В это время я был секретарем социалистической федерации нашей провинции. Почтовая цензура затрудняла наши письменные сношения, приходилось разъезжать. Велосипед очень помогал мне, но часто меня задерживали в пути и отправляли обратно. В места, наиболее отдаленные, я ездил поездом. Это было еще труднее: случалось, что, прибыв на место назначения, я прямо с вокзала попадал в тюрьму, где в лучшем случае мне выдавали препроводительный лист на место моего жительства. Этот лист я должен был представлять местному полицейскому комиссару, получая от него соответственную головомойку. В худшем случае меня отправляли этапным порядком в сопровождении двух жандармов.

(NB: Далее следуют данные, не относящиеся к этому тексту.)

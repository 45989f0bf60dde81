//! Terminators for controlling and interrupting long-running solves.
//!
//! - [`InterruptTerminator`]: responds to Ctrl-C (SIGINT) or a programmatic
//!   interrupt.
//! - [`TimeOutTerminator`]: terminates after a specified wall-clock budget.
//! - [`MultipleTerminators`]: combines several terminators, firing on the
//!   first one that does.
//!
//! # Note
//! [`InterruptTerminator`] installs a global signal handler and can only be
//! constructed once per process; a second construction panics.

use std::sync::{Arc, atomic::AtomicBool};

use crate::Status;

pub trait Terminator {
    fn initialize(&mut self) {}

    fn terminate(&mut self) -> Option<Status>;
}

/// Terminator that responds to Ctrl-C (SIGINT) or [`InterruptTerminator::interrupt`].
pub struct InterruptTerminator {
    interrupted: Arc<AtomicBool>,
}

impl InterruptTerminator {
    pub fn new() -> Self {
        let interrupted = Arc::new(AtomicBool::new(false));
        ctrlc::set_handler({
            let interrupted_clone = interrupted.clone();
            move || {
                interrupted_clone.store(true, std::sync::atomic::Ordering::SeqCst);
            }
        })
        .expect("Error setting Ctrl-C handler");
        Self { interrupted }
    }

    pub fn interrupt(&mut self) {
        self.interrupted.store(true, std::sync::atomic::Ordering::SeqCst);
    }
}

impl Default for InterruptTerminator {
    fn default() -> Self {
        Self::new()
    }
}

impl Terminator for InterruptTerminator {
    fn terminate(&mut self) -> Option<Status> {
        if self.interrupted.load(std::sync::atomic::Ordering::SeqCst) {
            Some(Status::Interrupted)
        } else {
            None
        }
    }
}

/// Terminator that triggers once `max_time_secs` has elapsed since `initialize`.
pub struct TimeOutTerminator {
    max_time_secs: u64,
    start_time: std::time::Instant,
}

impl TimeOutTerminator {
    pub fn new(max_time_secs: u64) -> Self {
        Self {
            max_time_secs,
            start_time: std::time::Instant::now(),
        }
    }
}

impl Terminator for TimeOutTerminator {
    fn initialize(&mut self) {
        self.start_time = std::time::Instant::now();
    }

    fn terminate(&mut self) -> Option<Status> {
        if self.start_time.elapsed().as_secs() >= self.max_time_secs {
            Some(Status::TimeLimitReached)
        } else {
            None
        }
    }
}

/// A terminator that never fires. Used when the caller has no external
/// cancellation source.
pub struct NoOpTerminator;

impl Terminator for NoOpTerminator {
    fn terminate(&mut self) -> Option<Status> {
        None
    }
}

/// Combines several terminators; fires on the first one that does.
pub struct MultipleTerminators {
    terminators: Vec<Box<dyn Terminator>>,
}

impl MultipleTerminators {
    pub fn new(terminators: Vec<Box<dyn Terminator>>) -> Self {
        Self { terminators }
    }
}

impl Terminator for MultipleTerminators {
    fn initialize(&mut self) {
        for terminator in &mut self.terminators {
            terminator.initialize();
        }
    }

    fn terminate(&mut self) -> Option<Status> {
        for terminator in &mut self.terminators {
            if let Some(status) = terminator.as_mut().terminate() {
                return Some(status);
            }
        }
        None
    }
}

#[cfg(test)]
mod tests {
    use super::*;

    #[test]
    fn noop_terminator_never_fires() {
        let mut t = NoOpTerminator;
        assert_eq!(t.terminate(), None);
    }

    #[test]
    fn timeout_terminator_fires_immediately_for_zero_budget() {
        let mut t = TimeOutTerminator::new(0);
        t.initialize();
        std::thread::sleep(std::time::Duration::from_millis(5));
        assert_eq!(t.terminate(), Some(Status::TimeLimitReached));
    }

    #[test]
    fn multiple_terminators_fires_on_first_match() {
        let mut t = MultipleTerminators::new(vec![
            Box::new(NoOpTerminator),
            Box::new(TimeOutTerminator::new(0)),
        ]);
        t.initialize();
        std::thread::sleep(std::time::Duration::from_millis(5));
        assert_eq!(t.terminate(), Some(Status::TimeLimitReached));
    }

    #[cfg(unix)]
    mod platform {
        pub fn send_sigint() {
            use nix::sys::signal::{self, Signal};
            use nix::unistd::Pid;

            let pid = std::process::id() as i32;
            signal::kill(Pid::from_raw(pid), Signal::SIGINT).expect("failed to send SIGINT");
        }
    }

    #[cfg(windows)]
    mod platform {
        pub fn send_sigint() {
            use windows_sys::Win32::System::Console::{CTRL_C_EVENT, GenerateConsoleCtrlEvent};

            unsafe {
                GenerateConsoleCtrlEvent(CTRL_C_EVENT, 0);
            }
        }
    }

    /// Self-signals SIGINT (or a Ctrl-C console event on Windows) from a
    /// background thread and checks that `InterruptTerminator` observes it.
    /// `InterruptTerminator::new` installs a process-global handler, so this
    /// is the only test in the crate allowed to construct one.
    #[test]
    fn interrupt_terminator_observes_real_sigint() {
        let mut terminator = InterruptTerminator::new();

        std::thread::spawn(|| {
            std::thread::sleep(std::time::Duration::from_millis(50));
            platform::send_sigint();
        });

        let deadline = std::time::Instant::now() + std::time::Duration::from_secs(5);
        loop {
            if let Some(status) = terminator.terminate() {
                assert_eq!(status, Status::Interrupted);
                break;
            }
            assert!(std::time::Instant::now() < deadline, "SIGINT was never observed");
            std::thread::sleep(std::time::Duration::from_millis(10));
        }
    }
}
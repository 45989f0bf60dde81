//! Interface implemented by symmetric sparse linear solvers used to factor
//! and solve the KKT system.

use derive_more::{Display, Error};
use faer::sparse::SparseColMatRef;
use faer::{Mat, MatMut, MatRef};
use problemo::Problem;

use crate::{E, I};

#[derive(Debug, Display, Error, PartialEq)]
pub enum LinearSolverError {
    #[display("symbolic factorization error")]
    SymbolicFactorization,

    #[display("numeric factorization error")]
    NumericFactorization,

    #[display("solver used before analyze/factorize")]
    Uninitialized,

    #[display("memory reservation failed")]
    MemoryReservation,

    #[display("memory allocation failed")]
    MemoryAllocation,

    #[display("unable to solve linear system")]
    SolveFailed,
}

/// A symmetric sparse linear solver: `analyze` fixes the sparsity pattern
/// and fill-reducing permutation once; `factorize`/`refactorize` update the
/// numeric values; `solve`/`solve_in_place` apply the factorization.
pub trait LinearSolver {
    fn new() -> Self
    where
        Self: Sized;

    fn analyze(&mut self, mat: SparseColMatRef<I, E>) -> Result<(), Problem>;

    fn factorize(&mut self, mat: SparseColMatRef<I, E>) -> Result<(), Problem>;

    fn refactorize(&mut self, mat: SparseColMatRef<I, E>) -> Result<(), Problem> {
        self.factorize(mat)
    }

    fn solve_in_place(&self, b: &mut MatMut<E>) -> Result<(), Problem>;

    fn solve(&self, b: MatRef<E>) -> Result<Mat<E>, Problem>;
}
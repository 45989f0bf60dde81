#![allow(non_snake_case)]

//! A first-order conic quadratic program solver based on the Alternating
//! Direction Method of Multipliers (ADMM).
//!
//! The solver handles problems of the form
//!
//! ```text
//! minimize   (1/2) x^T P x + q^T x
//! subject to  A x + s = b,  s in K
//! ```
//!
//! where `K` is a Cartesian product of convex cones (see [`cones`]). Large
//! positive semidefinite blocks of `K` may be decomposed along a chordal
//! sparsity pattern (see [`chordal`]) to trade the cost of one large
//! projection for many small ones.

use faer::traits::ComplexField;
use faer::traits::num_traits::Float;
use faer::Index;

pub trait ElementType: ComplexField + Float {}
impl<T> ElementType for T where T: ComplexField + Float {}

pub trait IndexType: Copy + PartialEq + Eq + Ord + Index {}
impl<T> IndexType for T where T: Copy + PartialEq + Eq + Ord + Index {}

/// Scalar element type used throughout the solver.
pub type E = f64;
/// Sparse-matrix index type used throughout the solver.
pub type I = usize;

pub mod admm;
pub mod callback;
pub mod chordal;
pub mod cones;
pub mod kkt;
pub mod linalg;
pub mod problem;
pub mod residuals;
pub mod scaling;
pub mod terminators;

pub use admm::{AdmmSolver, Settings, SolveResult};
pub use problem::Problem;

/// Terminal status codes reported at the boundary of a solve.
#[derive(Debug, PartialEq, Eq, Clone, Copy, Default, serde::Serialize, serde::Deserialize)]
pub enum Status {
    #[default]
    /// The solver is still running.
    Unsolved,
    /// Primal and dual residuals fell below tolerance.
    Solved,
    /// A primal infeasibility certificate was detected.
    PrimalInfeasible,
    /// A dual infeasibility certificate was detected.
    DualInfeasible,
    /// `max_iter` was reached before convergence.
    MaxIterReached,
    /// `timelimit` elapsed before convergence.
    TimeLimitReached,
    /// A [`terminators::InterruptTerminator`] observed Ctrl-C.
    Interrupted,
}

#[cfg(test)]
mod tests {
    use super::*;

    #[test]
    fn status_default_is_unsolved() {
        assert_eq!(Status::default(), Status::Unsolved);
    }
}
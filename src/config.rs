//! Configuration loading and validation.

use std::{
    fs,
    io::ErrorKind,
    path::{Path, PathBuf},
};

use serde::Deserialize;

use crate::{
    error::{Error, Result},
    paths,
};

/// Filesystem roots and endpoints used by every command.
#[derive(Debug, Clone)]
pub struct Config {
    /// Directory holding the scaffold templates.
    pub(crate) template_root: PathBuf,
    /// Directory of active skills.
    pub(crate) active_root: PathBuf,
    /// Directory of deactivated skills.
    pub(crate) deactivated_root: PathBuf,
    /// Override for the archive host, e.g. a mirror or a test server.
    pub(crate) archive_base_url: Option<String>,
}

/// Raw config file structure.
#[derive(Debug, Default, Deserialize)]
#[serde(deny_unknown_fields)]
struct RawConfig {
    /// Directory holding the scaffold templates.
    template_root: Option<String>,
    /// Directory of active skills.
    active_root: Option<String>,
    /// Directory of deactivated skills.
    deactivated_root: Option<String>,
    /// Override for the archive host.
    archive_base_url: Option<String>,
}

impl Config {
    /// Build a config from explicit roots.
    #[cfg(test)]
    pub(crate) fn new(template_root: PathBuf, active_root: PathBuf, deactivated_root: PathBuf) -> Self {
        Self {
            template_root,
            active_root,
            deactivated_root,
            archive_base_url: None,
        }
    }

    /// Load the config at `path`, or the default config path when `None`.
    pub(crate) fn load(path: Option<&Path>) -> Result<Self> {
        let home = paths::home_dir()?;
        match path {
            Some(path) => Self::load_from(path, &home),
            None => Self::load_from(&paths::default_config_path()?, &home),
        }
    }

    /// Load a config file from an explicit path, using defaults under `home`.
    ///
    /// A missing file is not an error: every key falls back to its default.
    pub(crate) fn load_from(path: &Path, home: &Path) -> Result<Self> {
        let raw = match fs::read_to_string(path) {
            Ok(contents) => {
                toml::from_str::<RawConfig>(&contents).map_err(|error| Error::ConfigParse {
                    path: path.to_path_buf(),
                    source: error,
                })?
            }
            Err(error) if error.kind() == ErrorKind::NotFound => RawConfig::default(),
            Err(error) => {
                return Err(Error::ConfigRead {
                    path: path.to_path_buf(),
                    source: error,
                });
            }
        };

        let base_dir = path.parent().unwrap_or(Path::new("."));
        let resolve = |value: Option<String>, default: PathBuf| -> Result<PathBuf> {
            match value {
                Some(raw) => paths::expand_path(&raw, base_dir),
                None => Ok(default),
            }
        };

        let claude = home.join(".claude");
        Ok(Self {
            template_root: resolve(
                raw.template_root,
                claude.join("skills").join("develop-agent-skills").join("assets"),
            )?,
            active_root: resolve(raw.active_root, claude.join("skills"))?,
            deactivated_root: resolve(raw.deactivated_root, claude.join("_deactivated_skills"))?,
            archive_base_url: raw.archive_base_url,
        })
    }
}
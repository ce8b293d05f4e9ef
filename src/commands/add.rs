//! Implementation of the `skillutil add` command.

use std::path::{Path, PathBuf};

use tracing::debug;

use crate::{
    commands::{Context, print_next_steps, resolve_dir, validate_hint},
    diagnostics::Diagnostics,
    error::{Error, Result},
    fetch::Fetcher,
    install::{self, InstallReport},
    locate::{Located, locate},
    palette, paths,
    source::SourceReference,
};

/// Execute the add command.
pub async fn run(context: &Context, url: String, path: Option<PathBuf>) -> Result<()> {
    let source = SourceReference::parse(&url)?;
    let config = context.config()?;
    let dest_root = resolve_dir(path, &config.active_root);
    let fetcher = Fetcher::from_config(&config)?;

    let report = add_skills(&fetcher, &source, &dest_root, context.use_color()).await?;
    if report.is_success() {
        Ok(())
    } else {
        Err(Error::NothingInstalled {
            total: report.total(),
        })
    }
}

/// Fetch `source` and install every skill it holds into `dest_root`.
///
/// A lone skill that cannot be installed is an error. In a multi-skill batch,
/// failures are reported per skill and the rest still install.
async fn add_skills(
    fetcher: &Fetcher,
    source: &SourceReference,
    dest_root: &Path,
    use_color: bool,
) -> Result<InstallReport> {
    debug!(%source, kind = ?source.kind, dest = %dest_root.display(), "adding skills");
    println!("Adding from {} @ {}...", source.label(), source.git_ref);

    let mut handle = fetcher.fetch(source).await?;
    debug!(resolved = %handle.resolved(), "archive downloaded");
    let root = handle.extract().await?;

    let report = match locate(&root, &source.subpath, &source.repo)? {
        Located::Single(candidate) => {
            let installed = install::install(&candidate.path, dest_root, &candidate.name)?;
            print_added(&candidate.name, source, &installed, use_color);
            print_next_steps(
                &[
                    "Review SKILL.md to ensure it fits your setup".to_string(),
                    format!("Validate: {}", validate_hint(&installed)),
                ],
                use_color,
            );
            InstallReport {
                installed: vec![(candidate.name, installed)],
                failed: Vec::new(),
            }
        }
        Located::Multiple(candidates) => {
            let names: Vec<_> = candidates.iter().map(|c| c.name.as_str()).collect();
            println!("Found {} skill(s): {}", names.len(), names.join(", "));
            println!();

            let mut diagnostics = Diagnostics::new(use_color);
            let report = install::install_all(&candidates, dest_root, |name, result| match result {
                Ok(installed) => print_added(name, source, installed, use_color),
                Err(error) => diagnostics.warn_skipped(name, error.to_string()),
            });

            println!();
            println!("{}", summary_line(&report, dest_root, use_color));
            diagnostics.print_skipped_summary();
            diagnostics.print_warning_summary();
            report
        }
    };
    Ok(report)
}

/// Print a line for one installed skill.
fn print_added(name: &str, source: &SourceReference, installed: &Path, use_color: bool) {
    println!(
        "{} Added '{}' from {} -> {}",
        palette::fmt_success(use_color),
        palette::fmt_skill_name(name, use_color),
        source.label(),
        palette::fmt_path(&paths::display_path(installed), use_color)
    );
}

/// Render the batch summary, e.g. `✓ Added 3/5 skills to ~/.claude/skills`.
fn summary_line(report: &InstallReport, dest_root: &Path, use_color: bool) -> String {
    let mark = if report.is_success() {
        palette::fmt_success(use_color)
    } else {
        palette::fmt_failure(use_color)
    };
    format!(
        "{mark} Added {}/{} skills to {}",
        report.installed.len(),
        report.total(),
        palette::fmt_path(&paths::display_path(dest_root), use_color)
    )
}
//! CLI command implementations.

use std::{
    io::{self, IsTerminal},
    path::{Path, PathBuf},
};

use crate::{config::Config, error::Result, palette, paths};

/// Output color handling selection.
#[derive(Debug, Clone, Copy)]
pub enum ColorChoice {
    /// Colorize only when output is a TTY.
    Auto,
    /// Always colorize output.
    Always,
    /// Never colorize output.
    Never,
}

impl ColorChoice {
    /// Determine whether color output should be enabled.
    pub(crate) fn enabled(self) -> bool {
        match self {
            Self::Auto => io::stdout().is_terminal(),
            Self::Always => true,
            Self::Never => false,
        }
    }
}

/// Settings shared by every command.
#[derive(Debug, Clone)]
pub struct Context {
    /// Color selection for output.
    pub(crate) color: ColorChoice,
    /// Explicit config file, if given.
    pub(crate) config_path: Option<PathBuf>,
}

impl Context {
    /// Load the configuration this run should use.
    pub(crate) fn config(&self) -> Result<Config> {
        Config::load(self.config_path.as_deref())
    }

    /// Whether output is colorized.
    pub(crate) fn use_color(&self) -> bool {
        self.color.enabled()
    }
}

/// Resolve a user-supplied destination against the working directory.
pub(crate) fn resolve_dir(path: Option<PathBuf>, default: &Path) -> PathBuf {
    match path {
        Some(path) => paths::normalize_path(&path),
        None => default.to_path_buf(),
    }
}

/// Print the closing "Next steps" block.
pub(crate) fn print_next_steps(steps: &[String], use_color: bool) {
    println!();
    println!("{}", palette::fmt_heading("Next steps:", use_color));
    for (index, step) in steps.iter().enumerate() {
        println!("{}. {step}", index + 1);
    }
}

/// Format the validate invocation for a skill directory.
pub(crate) fn validate_hint(dir: &Path) -> String {
    format!("skillutil validate {}", paths::display_path(dir))
}

// Command modules are ordered alphabetically - maintain this order.
/// Add command implementation.
pub mod add;
/// Init command implementation, including forks.
pub mod init;
/// Activate and deactivate command implementations.
pub mod lifecycle;
/// Validate command implementation.
pub mod validate;
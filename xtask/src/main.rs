//! Developer workflow tasks for the skillutil workspace.
//!
//! `cargo xtask tidy` formats and applies clippy fixes in place.
//! `cargo xtask ci` checks formatting and lints without touching files, then
//! runs the test suite.

use std::{
    env,
    path::Path,
    process::{Command, ExitCode, Stdio},
};

/// Nightly rustfmt config, used when present.
const NIGHTLY_FMT_CONFIG: &str = "rustfmt-nightly.toml";

/// A named workflow.
#[derive(Clone, Copy)]
enum Task {
    /// Rewrite sources: format and apply clippy suggestions.
    Tidy,
    /// Verify without writing: format check, clippy, tests.
    Ci,
}

fn main() -> ExitCode {
    let Some(task) = parse_task() else {
        eprintln!("Usage: cargo xtask <tidy|ci>");
        return ExitCode::from(2);
    };

    for step in steps(task) {
        let args: Vec<&str> = step.iter().map(String::as_str).collect();
        if !run_cargo(&args) {
            return ExitCode::from(1);
        }
    }
    ExitCode::SUCCESS
}

/// Parse the single task argument.
fn parse_task() -> Option<Task> {
    let mut args = env::args().skip(1);
    let task = match args.next().as_deref() {
        Some("tidy") => Task::Tidy,
        Some("ci") => Task::Ci,
        _ => return None,
    };
    args.next().is_none().then_some(task)
}

/// Cargo invocations for a task, in order.
fn steps(task: Task) -> Vec<Vec<String>> {
    let check_only = matches!(task, Task::Ci);

    let mut fmt = vec!["+nightly", "fmt", "--all"];
    if check_only || Path::new(NIGHTLY_FMT_CONFIG).exists() {
        fmt.push("--");
    }
    if check_only {
        fmt.push("--check");
    }
    if Path::new(NIGHTLY_FMT_CONFIG).exists() {
        fmt.extend(["--config-path", NIGHTLY_FMT_CONFIG]);
    }

    let mut clippy = vec!["clippy", "-q", "--all", "--all-targets", "--all-features"];
    if check_only {
        clippy.extend(["--", "-D", "warnings"]);
    } else {
        clippy.extend(["--fix", "--allow-dirty"]);
    }

    let mut steps = vec![fmt, clippy];
    if check_only {
        steps.push(vec!["test", "--all", "-q"]);
    }
    steps
        .into_iter()
        .map(|step| step.into_iter().map(str::to_string).collect())
        .collect()
}

/// Run cargo with inherited stdio, reporting failures.
fn run_cargo(args: &[&str]) -> bool {
    match Command::new("cargo")
        .args(args)
        .stdout(Stdio::inherit())
        .stderr(Stdio::inherit())
        .status()
    {
        Ok(status) if status.success() => true,
        Ok(status) => {
            eprintln!("`cargo {}` failed with status {status}", args.join(" "));
            false
        }
        Err(err) => {
            eprintln!("Failed to run cargo: {err}");
            false
        }
    }
}
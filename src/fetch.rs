//! Downloading repository archives for a source reference.

use std::{
    fmt,
    io::{self, Write},
    path::{Path, PathBuf},
};

use reqwest::{Client, Response, StatusCode};
use tempfile::{Builder, NamedTempFile, TempDir};
use tokio::task;
use tracing::debug;

use crate::{
    config::Config,
    error::{Error, Result},
    extract::extract_archive,
    source::SourceReference,
};

/// Prefix for every transient file and directory this crate creates.
const TEMP_PREFIX: &str = "skillutil-";

/// The kind of ref an archive was resolved from.
#[derive(Debug, Clone, Copy, PartialEq, Eq)]
pub enum RefKind {
    /// `refs/heads/<ref>`.
    Branch,
    /// `refs/tags/<ref>`.
    Tag,
}

impl RefKind {
    /// The directory under `refs/` for this kind.
    fn refs_dir(self) -> &'static str {
        match self {
            Self::Branch => "heads",
            Self::Tag => "tags",
        }
    }
}

impl fmt::Display for RefKind {
    fn fmt(&self, f: &mut fmt::Formatter<'_>) -> fmt::Result {
        match self {
            Self::Branch => f.write_str("branch"),
            Self::Tag => f.write_str("tag"),
        }
    }
}

/// A downloaded archive and, once extracted, its unpacked tree.
///
/// Both live in temporary storage owned by the handle and are removed when it is
/// dropped, whatever the outcome of the operation using them.
#[derive(Debug)]
pub struct ArchiveHandle {
    /// The `.tar.gz` file.
    archive: NamedTempFile,
    /// The extracted tree, if extraction has run. Holding the `TempDir` keeps
    /// the tree on disk until the handle drops.
    extracted: Option<TempDir>,
    /// Where new temporary directories are created.
    temp_root: Option<PathBuf>,
    /// Which ref kind served the archive.
    resolved: RefKind,
}

impl ArchiveHandle {
    /// Which ref kind served the archive.
    pub fn resolved(&self) -> RefKind {
        self.resolved
    }

    /// Extract the archive into a fresh temporary directory and return its path.
    ///
    /// Extraction runs once; later calls return the same tree. On failure the
    /// partially extracted directory is removed before returning.
    pub async fn extract(&mut self) -> Result<PathBuf> {
        if let Some(dir) = &self.extracted {
            return Ok(dir.path().to_path_buf());
        }
        let dir = temp_dir(self.temp_root.as_deref())
            .map_err(|source| Error::TempStorage { source })?;
        let archive = self.archive.path().to_path_buf();
        let dest = dir.path().to_path_buf();
        debug!(archive = %archive.display(), dest = %dest.display(), "extracting archive");

        let task_dest = dest.clone();
        let task_archive = archive.clone();
        task::spawn_blocking(move || extract_archive(&task_archive, &task_dest))
            .await
            .map_err(|error| Error::Extraction {
                path: archive,
                message: error.to_string(),
            })??;

        self.extracted = Some(dir);
        Ok(dest)
    }
}

/// Downloads repository archives, trying the ref as a branch and then as a tag.
#[derive(Debug, Clone)]
pub struct Fetcher {
    /// HTTP client.
    client: Client,
    /// Overrides `https://<host>` when set.
    base_url: Option<String>,
    /// Where temporary files are created, defaulting to the system temp dir.
    temp_root: Option<PathBuf>,
}

impl Fetcher {
    /// Create a fetcher with the default client.
    pub fn new() -> Result<Self> {
        let client = Client::builder()
            .user_agent(concat!("skillutil/", env!("CARGO_PKG_VERSION")))
            .build()
            .map_err(|error| Error::Download {
                url: String::new(),
                message: error.to_string(),
            })?;
        Ok(Self {
            client,
            base_url: None,
            temp_root: None,
        })
    }

    /// Send requests to `base_url` instead of the reference's host.
    pub fn with_base_url(mut self, base_url: impl Into<String>) -> Self {
        self.base_url = Some(base_url.into());
        self
    }

    /// Create a fetcher honoring the configured archive host override.
    pub fn from_config(config: &Config) -> Result<Self> {
        let fetcher = Self::new()?;
        Ok(match &config.archive_base_url {
            Some(base_url) => fetcher.with_base_url(base_url),
            None => fetcher,
        })
    }

    /// Create temporary files and directories under `root`.
    #[cfg(test)]
    pub(crate) fn with_temp_root(mut self, root: impl Into<PathBuf>) -> Self {
        self.temp_root = Some(root.into());
        self
    }

    /// Build the archive URL for a ref kind.
    fn archive_url(&self, source: &SourceReference, kind: RefKind) -> String {
        let base = match &self.base_url {
            Some(base) => base.trim_end_matches('/').to_string(),
            None => format!("https://{}", source.host),
        };
        format!(
            "{base}/{}/{}/archive/refs/{}/{}.tar.gz",
            source.owner,
            source.repo,
            kind.refs_dir(),
            source.git_ref
        )
    }

    /// Download the archive for `source`.
    ///
    /// A 404 for the branch falls through to the tag; any other non-success
    /// status stops immediately.
    pub async fn fetch(&self, source: &SourceReference) -> Result<ArchiveHandle> {
        for kind in [RefKind::Branch, RefKind::Tag] {
            let url = self.archive_url(source, kind);
            if let Some(response) = self.request(&url).await? {
                debug!(%url, %kind, "archive found");
                return self.download(&url, response, kind).await;
            }
            debug!(%url, %kind, "archive not found");
        }
        Err(Error::RefNotFound {
            repo: source.label(),
            git_ref: source.git_ref.clone(),
        })
    }

    /// Issue a GET, returning `None` on 404.
    async fn request(&self, url: &str) -> Result<Option<Response>> {
        let response = self
            .client
            .get(url)
            .send()
            .await
            .map_err(|error| Error::Download {
                url: url.to_string(),
                message: error.to_string(),
            })?;
        let status = response.status();
        if status == StatusCode::NOT_FOUND {
            return Ok(None);
        }
        if !status.is_success() {
            return Err(Error::HttpStatus {
                url: url.to_string(),
                status,
            });
        }
        Ok(Some(response))
    }

    /// Stream a successful response body into a new temporary file.
    async fn download(
        &self,
        url: &str,
        mut response: Response,
        kind: RefKind,
    ) -> Result<ArchiveHandle> {
        let mut archive = temp_file(self.temp_root.as_deref())
            .map_err(|source| Error::TempStorage { source })?;

        let mut written = 0_usize;
        while let Some(chunk) = response.chunk().await.map_err(|error| Error::Download {
            url: url.to_string(),
            message: error.to_string(),
        })? {
            archive
                .write_all(&chunk)
                .map_err(|source| Error::TempStorage { source })?;
            written += chunk.len();
        }
        archive
            .flush()
            .map_err(|source| Error::TempStorage { source })?;
        debug!(%url, bytes = written, path = %archive.path().display(), "archive downloaded");

        Ok(ArchiveHandle {
            archive,
            extracted: None,
            temp_root: self.temp_root.clone(),
            resolved: kind,
        })
    }
}

/// Create a named temp file under `root`, or the system temp dir.
fn temp_file(root: Option<&Path>) -> io::Result<NamedTempFile> {
    let mut builder = Builder::new();
    builder.prefix(TEMP_PREFIX).suffix(".tar.gz");
    match root {
        Some(root) => builder.tempfile_in(root),
        None => builder.tempfile(),
    }
}

/// Create a temp dir under `root`, or the system temp dir.
fn temp_dir(root: Option<&Path>) -> io::Result<TempDir> {
    let mut builder = Builder::new();
    builder.prefix(TEMP_PREFIX);
    match root {
        Some(root) => builder.tempdir_in(root),
        None => builder.tempdir(),
    }
}
//! CLI entry point for skillutil.

use std::process::ExitCode;

use skillutil::run;

#[tokio::main]
async fn main() -> ExitCode {
    match run().await {
        Ok(()) => ExitCode::SUCCESS,
        Err(error) => {
            eprintln!("Error: {error}");
            error.exit_code()
        }
    }
}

Собраниям исполнительного комитета нашей федерации, ставшим весьма редкими, полиция всячески препятствовала. Цензура мешала переписке, мы были окружены надзором. Солдатам, как во время Эритрейской войны, было воспрещено посещать нашу парикмахерскую под страхом взысканий и немедленной отправки на фронт. И все же они, как и раньше, забегали к нам сообщить, что делается в казарме, отдать свой взнос на газету или почитать ее. И мы не только не прерывали наших связей с солдатами, но даже умудрялись печатать наши циркуляры и партийные документы на машинках штаба…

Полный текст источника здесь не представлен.